Le iMac 20" a été testé dans le dernier SVM Mac de février. Testé est un bien grand mot puisqu'il n'y est fait aucune mention de la carte graphique sur laquelle il aurait été intéressant de se pencher. Notemment sur sa capacité à gérer un écran de cette taille...

D'après le magazine, les plus de cette machine sont : la qualité d'image, le pied à rotules, la connectique. Les moins sont : trop d'équipements en option (ce qui ne surprendra personne).

Concernant l'écran sur lequel ils s'étalent longuement, il est écrit : "Le constructeur nous avait habitué à utiliser des dalles LCD dont l'angle de vision était un peu juste. Ici, l'image se révèle de bonne qualité et bien homogène, très proche du rendu d'un moniteurApple Cinema 20 pouces."

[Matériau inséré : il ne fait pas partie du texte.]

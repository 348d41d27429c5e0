//! Product safety checks against recently ingested alerts

mod http_matcher;

pub use http_matcher::*;

use crate::config::CheckConfig;
use crate::error::{Error, Result};
use crate::meta::{AlertDocument, MetaDb};
use async_trait::async_trait;
use chrono::{Days, NaiveDate, Utc};
use serde::{Deserialize, Serialize};
use serde_json::{Map, Value};
use std::sync::Arc;
use tracing::{debug, info};

pub const NO_ALERTS_RECOMMENDATION: &str =
    "No recent Safety Gate alerts found. Product appears safe based on available data.";
pub const SAFE_RECOMMENDATION: &str =
    "Product appears safe based on Safety Gate database analysis. No significant matches found.";
pub const HIGH_RISK_RECOMMENDATION: &str = "HIGH RISK: Found serious safety alerts for similar products. \
     Recommend avoiding purchase and consulting authorities.";
pub const CAUTION_RECOMMENDATION: &str =
    "CAUTION: Found alerts for similar products. Review safety concerns before purchase.";

/// Product submitted for a safety check
#[derive(Debug, Clone, Default, Serialize, Deserialize)]
#[serde(rename_all = "camelCase")]
pub struct ProductInput {
    #[serde(default)]
    pub name: String,
    #[serde(default)]
    pub category: String,
    #[serde(default)]
    pub description: String,
    #[serde(default, skip_serializing_if = "Option::is_none")]
    pub image_url: Option<String>,
    #[serde(default, skip_serializing_if = "Option::is_none")]
    pub brand: Option<String>,
    #[serde(default, skip_serializing_if = "Option::is_none")]
    pub model: Option<String>,
}

impl ProductInput {
    pub fn validate(&self) -> Result<()> {
        let missing: Vec<&str> = [
            ("name", &self.name),
            ("category", &self.category),
            ("description", &self.description),
        ]
        .iter()
        .filter(|(_, value)| value.trim().is_empty())
        .map(|(field, _)| *field)
        .collect();

        if missing.is_empty() {
            Ok(())
        } else {
            Err(Error::InvalidInput(format!(
                "missing required fields: {}",
                missing.join(", ")
            )))
        }
    }
}

/// Recent alert offered to the matcher
#[derive(Debug, Clone, PartialEq, Serialize, Deserialize)]
#[serde(rename_all = "camelCase")]
pub struct CandidateAlert {
    pub alert_id: String,
    pub alert_date: String,
    pub ingested_at: String,
    pub fields: Map<String, Value>,
}

impl CandidateAlert {
    pub fn from_document(doc: &AlertDocument) -> Result<Self> {
        Ok(Self {
            alert_id: doc.record_id.clone(),
            alert_date: doc.alert_date.clone(),
            ingested_at: doc.ingested_at.clone(),
            fields: doc.fields()?,
        })
    }

    pub fn risk_level(&self) -> Option<&str> {
        self.fields
            .get("risk_level")
            .and_then(Value::as_str)
            .filter(|level| !level.is_empty())
    }
}

/// One similarity judgement from the matcher
#[derive(Debug, Clone, PartialEq, Serialize, Deserialize)]
#[serde(rename_all = "camelCase")]
pub struct SimilarityMatch {
    pub alert_id: String,
    /// 0 to 100, where 100 is identical
    pub similarity: f64,
    #[serde(default)]
    pub reason: String,
    #[serde(default, skip_serializing_if = "Option::is_none")]
    pub risk_assessment: Option<String>,
}

/// Compares a product with candidate alerts
#[async_trait]
pub trait SimilarityMatcher: Send + Sync {
    async fn compare(
        &self,
        product: &ProductInput,
        candidates: &[CandidateAlert],
    ) -> Result<Vec<SimilarityMatch>>;
}

pub fn create_matcher(config: &CheckConfig) -> Result<Arc<dyn SimilarityMatcher>> {
    if config.matcher_url.trim().is_empty() {
        return Err(Error::Config(
            "No similarity matcher configured (set check.matcher_url or SAFEGATE_MATCHER_URL)"
                .to_string(),
        ));
    }
    Ok(Arc::new(HttpMatcher::new(config)?))
}

#[derive(Debug, Clone, Serialize, Deserialize)]
#[serde(rename_all = "camelCase")]
pub struct SafetyWarning {
    pub alert_id: String,
    pub similarity: f64,
    pub risk_level: String,
    pub reason: String,
    #[serde(skip_serializing_if = "Option::is_none")]
    pub risk_assessment: Option<String>,
    /// `None` when the matcher named an alert outside the candidate set
    pub alert_details: Option<CandidateAlert>,
}

#[derive(Debug, Clone, Serialize, Deserialize)]
#[serde(rename_all = "camelCase")]
pub struct SafetyCheckResult {
    pub is_safe: bool,
    pub warnings: Vec<SafetyWarning>,
    pub recommendation: String,
    pub checked_at: String,
}

/// Runs safety checks over the local alert store
#[derive(Clone)]
pub struct SafetyChecker {
    db: MetaDb,
    matcher: Option<Arc<dyn SimilarityMatcher>>,
    settings: CheckConfig,
}

impl SafetyChecker {
    pub fn new(db: MetaDb, matcher: Option<Arc<dyn SimilarityMatcher>>, settings: CheckConfig) -> Self {
        Self {
            db,
            matcher,
            settings,
        }
    }

    /// Alerts from the lookback window ending at `today`, newest first
    pub async fn candidates(&self, today: NaiveDate) -> Result<Vec<CandidateAlert>> {
        let since = today
            .checked_sub_days(Days::new(self.settings.lookback_days as u64))
            .unwrap_or(NaiveDate::MIN);
        let docs = self
            .db
            .recent_alerts(since, self.settings.candidate_limit)
            .await?;
        docs.iter().map(CandidateAlert::from_document).collect()
    }

    pub async fn check(&self, product: &ProductInput, today: NaiveDate) -> Result<SafetyCheckResult> {
        product.validate()?;
        info!(product = %product.name, "checking product safety");

        let candidates = self.candidates(today).await?;
        info!(candidates = candidates.len(), "loaded recent alerts");

        if candidates.is_empty() {
            return Ok(SafetyCheckResult {
                is_safe: true,
                warnings: Vec::new(),
                recommendation: NO_ALERTS_RECOMMENDATION.to_string(),
                checked_at: Utc::now().to_rfc3339(),
            });
        }

        let matcher = self
            .matcher
            .as_ref()
            .ok_or_else(|| Error::Matcher("no similarity matcher configured".to_string()))?;
        let matches = matcher.compare(product, &candidates).await?;
        debug!(matches = matches.len(), "matcher returned");

        Ok(evaluate(matches, &candidates, self.settings.min_similarity))
    }
}

/// Turn raw matches into a verdict
pub fn evaluate(
    matches: Vec<SimilarityMatch>,
    candidates: &[CandidateAlert],
    min_similarity: f64,
) -> SafetyCheckResult {
    let warnings: Vec<SafetyWarning> = matches
        .into_iter()
        .filter(|m| m.similarity > min_similarity)
        .map(|m| {
            let details = candidates.iter().find(|c| c.alert_id == m.alert_id).cloned();
            let risk_level = details
                .as_ref()
                .and_then(CandidateAlert::risk_level)
                .unwrap_or("unknown")
                .to_string();
            let reason = if m.reason.trim().is_empty() {
                "Potential similarity detected".to_string()
            } else {
                m.reason
            };
            SafetyWarning {
                alert_id: m.alert_id,
                similarity: m.similarity,
                risk_level,
                reason,
                risk_assessment: m.risk_assessment,
                alert_details: details,
            }
        })
        .collect();

    let recommendation = if warnings.is_empty() {
        SAFE_RECOMMENDATION
    } else if warnings
        .iter()
        .any(|w| matches!(w.risk_level.as_str(), "serious" | "high"))
    {
        HIGH_RISK_RECOMMENDATION
    } else {
        CAUTION_RECOMMENDATION
    };

    SafetyCheckResult {
        is_safe: warnings.is_empty(),
        warnings,
        recommendation: recommendation.to_string(),
        checked_at: Utc::now().to_rfc3339(),
    }
}
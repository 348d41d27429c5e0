//! Persisted sync cursor and run status

use super::Watermark;
use crate::error::Result;
use crate::meta::MetaDb;
use async_trait::async_trait;
use chrono::{DateTime, Utc};

/// Cursor and run-status persistence for one dataset
#[async_trait]
pub trait WatermarkStore: Send + Sync {
    /// Current watermark; `None` means bootstrap mode
    async fn read(&self) -> Result<Option<Watermark>>;

    async fn mark_in_progress(&self, started_at: DateTime<Utc>) -> Result<()>;

    /// Mark SUCCESS. The stored watermark only moves when `processed > 0`
    /// and a watermark is given.
    async fn commit_success(&self, watermark: Option<&Watermark>, processed: u64) -> Result<()>;

    /// Mark FAILURE, leaving the watermark as it was
    async fn commit_failure(&self, message: &str) -> Result<()>;
}

/// Watermark store backed by the `loader_state` table
#[derive(Clone)]
pub struct SqliteWatermarkStore {
    db: MetaDb,
    dataset_id: String,
}

impl SqliteWatermarkStore {
    pub fn new(db: MetaDb, dataset_id: impl Into<String>) -> Self {
        Self {
            db,
            dataset_id: dataset_id.into(),
        }
    }
}

#[async_trait]
impl WatermarkStore for SqliteWatermarkStore {
    async fn read(&self) -> Result<Option<Watermark>> {
        match self.db.get_loader_state(&self.dataset_id).await? {
            Some(state) => state.watermark(),
            None => Ok(None),
        }
    }

    async fn mark_in_progress(&self, started_at: DateTime<Utc>) -> Result<()> {
        self.db
            .mark_run_started(&self.dataset_id, &started_at.to_rfc3339())
            .await
    }

    async fn commit_success(&self, watermark: Option<&Watermark>, processed: u64) -> Result<()> {
        let watermark = if processed > 0 { watermark } else { None };
        self.db
            .mark_run_succeeded(&self.dataset_id, watermark, processed)
            .await
    }

    async fn commit_failure(&self, message: &str) -> Result<()> {
        self.db.mark_run_failed(&self.dataset_id, message).await
    }
}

A noter que pour les iMac 15" et 17" SVM Mac avait auparavant listé l'écran dans "les moins", c'est donc là une réelle amélioration pour le 20".

Excepté ce point SVM ne cache pas sa déception concernant la puissance de cette machine en bout de course n'apportant aucune amélioration par rapport au modèle 17" qui avait été testé sous jaguard. Correction faite des OS, les deux machines on la même puissance, ce qui là encore ne surprendra personne.

Pour conclure SVM écrit : "En résumé, si Apple déçoit avec ce modèle qui aurait mérité un processeur G4 plus musclé et un équipement plus riche, le charme de l'iMac agit bel et bien, mais pour combien de temps encore?"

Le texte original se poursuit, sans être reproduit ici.